The cast of characters is representative of relevantly modern Hollywood archetypes: the aging infantile actress who cannot live up to her mother’s black-and-white era acclaim (Julianne Moore, who has just been on a roll lately); a child star who has been morphed into a drug-abusive, egomaniacal bully; a mentally ill personal assistant whose history has been swept under the rug by parents with celebrity-adjacent careers too important to lose.  The performances are well executed and nuanced, and what emerges is a tale of children, whether they be literal or simply emotionally stunted adults.  All of these children are subject to abuse in one way or another, an abuse that is allegorical to how Hollywood’s allure of money and fame has the capability to destroy a person’s capacity for empathy or decency, thereby perpetuating a system of abuse.

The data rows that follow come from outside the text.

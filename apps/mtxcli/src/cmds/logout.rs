

use crate::{CommonEnv, ShellCmdApi};

#[derive(Debug)]
pub struct Logout {}
impl Logout {
    pub fn new() -> Self { Logout {} }
}

impl<'a> ShellCmdApi<'a> for Logout {
    cmd_api!(logout);

    fn process(
        &mut self,
        _args: String,
        env: &mut CommonEnv,
    ) -> Result<Option<String>, xous::Error> {
        env.logout();
        Ok(None)
    }
}
pub const ONEWAY_START: usize = 0x603D_A000; // page with 128 counters
pub const ONEWAY2_START: usize = 0x603D_B000; // page with another 128 counters
const ONEWAY_LEN: usize = 256 / 8; // in bytes
const COUNTER_STRIDE_U32: usize = ONEWAY_LEN / size_of::<u32>();
pub const MAX_ONEWAY_COUNTERS: usize = 8192 / ONEWAY_LEN;
pub const CODESEL_END: usize = 0x603D_A000;

#[derive(Clone, Copy, Debug, PartialEq, Eq)]
pub enum OneWayErr {
    OutOfBounds,
    IncFail,
    InvalidCoding,
}
pub struct OneWayCounter {
    #[cfg(feature = "std")]
    mapping: MemoryRange,
}
impl OneWayCounter {
    pub fn new() -> Self {
        #[cfg(not(feature = "std"))]
        let ret = OneWayCounter {};

        #[cfg(feature = "std")]
        let ret = OneWayCounter {
            mapping: xous::syscall::map_memory(
                xous::MemoryAddress::new(ONEWAY_START),
                None,
                ONEWAY_LEN * MAX_ONEWAY_COUNTERS,
                xous::MemoryFlags::R | xous::MemoryFlags::W,
            )
            .expect("couldn't map oneway range"),
        };

        ret
    }

    #[cfg(feature = "std")]
    pub fn register_mapping(&self, rram: &mut Reram) {
        rram.add_range(ONEWAY_START - utralib::HW_RERAM_MEM, self.mapping);
    }

    pub fn get(&self, offset: usize) -> Result<u32, OneWayErr> {
        #[cfg(not(feature = "std"))]
        let base = ONEWAY_START as *const u32;
        #[cfg(feature = "std")]
        let base = self.mapping.as_ptr() as *const u32;
        if offset < MAX_ONEWAY_COUNTERS {
            // safety: only safe because the pointer is length-checked
            // we use this form to access the array because we need to read_volatile()
            Ok(unsafe { base.add(offset * COUNTER_STRIDE_U32).read_volatile() })
        } else {
            Err(OneWayErr::OutOfBounds)
        }
    }

    /// Marked as `unsafe` because the offset needs to be correct. It's recommended to use
    /// `inc_coded()` where possible. This function is necessary for the cases that don't
    /// fit into the `encode_oneway` mechanism, e.g. key revocations, etc.
    ///
    /// All you have to do to be safe is no be super-sure you got the offset right.
    pub unsafe fn inc(&self, offset: usize) -> Result<(), OneWayErr> {
        #[cfg(not(feature = "std"))]
        let base = ONEWAY_START as *mut u32;
        #[cfg(feature = "std")]
        let base = self.mapping.as_mut_ptr() as *mut u32;

        if offset < MAX_ONEWAY_COUNTERS {
            let starting_value = self.get(offset).unwrap(); // offset is already checked
            // this will cause the increment in hardware
            unsafe { base.add(offset * COUNTER_STRIDE_U32).write_volatile(0) }
            crate::cache_flush();
            let ending_value = self.get(offset).unwrap();
            // if the increment didn't happen, we may have experienced wear-out on the line
            // it's only good for 10k increments
            if ending_value != starting_value + 1 { Err(OneWayErr::IncFail) } else { Ok(()) }
        } else {
            Err(OneWayErr::OutOfBounds)
        }
    }

    /// Automatically increments the correct slot based on the OFFSET encoded in the definition
    pub fn inc_coded<T>(&self) -> Result<(), OneWayErr>
    where
        T: OneWayEncoding,
        T::Error: core::fmt::Debug,
    {
        #[cfg(not(feature = "std"))]
        let base = ONEWAY_START as *mut u32;
        #[cfg(feature = "std")]
        let base = self.mapping.as_mut_ptr() as *mut u32;

        let offset = T::OFFSET;
        if offset < MAX_ONEWAY_COUNTERS {
            let starting_value = self.get(offset).unwrap(); // offset is already checked
            // this will cause the increment in hardware
            unsafe { base.add(offset * COUNTER_STRIDE_U32).write_volatile(0) }
            crate::cache_flush();
            let ending_value = self.get(offset).unwrap();
            // crate::println!("ending: {} starting: {}", ending_value, starting_value);

            // if the increment didn't happen, we may have experienced wear-out on the line
            // it's only good for 10k increments
            if ending_value != starting_value + 1 { Err(OneWayErr::IncFail) } else { Ok(()) }
        } else {
            Err(OneWayErr::OutOfBounds)
        }
    }

    pub fn get_decoded<T>(&self) -> Result<T, OneWayErr>
    where
        T: OneWayEncoding,
        T: TryFrom<u32>,
        T::Error: core::fmt::Debug,
    {
        let raw = self.get(T::OFFSET)?;
        T::try_from(raw).map_err(|_| OneWayErr::InvalidCoding)
    }
}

This type of story has been told before, but never with Cronenberg’s overt attraction to the grotesque.  However, his attention is drawn in problematic ways this time.  While his characters’ tendency to see the literal ghosts of their pasts rings a little trite, their compulsive attraction toward incest is new, yet has subtext that I find more than a little disquieting.  Much of the film’s portrayal of incestuous relationships is within the context of child abuse: a rapist stepfather, advantage taken over a mental ill sister, various other instances of interpersonal violence that creates the Hollywood cast of damaged humanity.  And while those instances of abuse are demonstrative of the point the film is trying to make, I take issue with the film’s assumption that incest itself is a producer of inbred psychopathy.  Two of the film’s characters are the admitted product of a consensual sexual relationship between siblings, and the film seems to point to that as a reason for its characters’ doomed psyches, as if they were denied a chance to be healthy by virtue of their very existence.  Though this makes an adequate point about the chance for normalcy that child stars have in the Hollywood system, it paints an unfair portrait of children of incest that makes me more than a little uneasy.

That major issue aside, however, Maps to the Stars is an adequate enough film for what it is trying to accomplish.  Stabs at Hollywood excess and cloistered idiocy are nothing new, and Cronenberg’s disgust with the human condition is nothing new, but putting the two together provides for a unique spin on an old product.  Some of its philosophical underpinnings are, in this critic’s opinion, fundamentally flawed, but taking the film’s premises on abuse as true makes it thematically rich and overall pretty decent.  I would just encourage viewers to keep in mind that despite the film’s conflations, abuse and incest are not inherently analogous, and treating the human products of incest as inherently damaged is dehumanizing, even when making a point by analogy.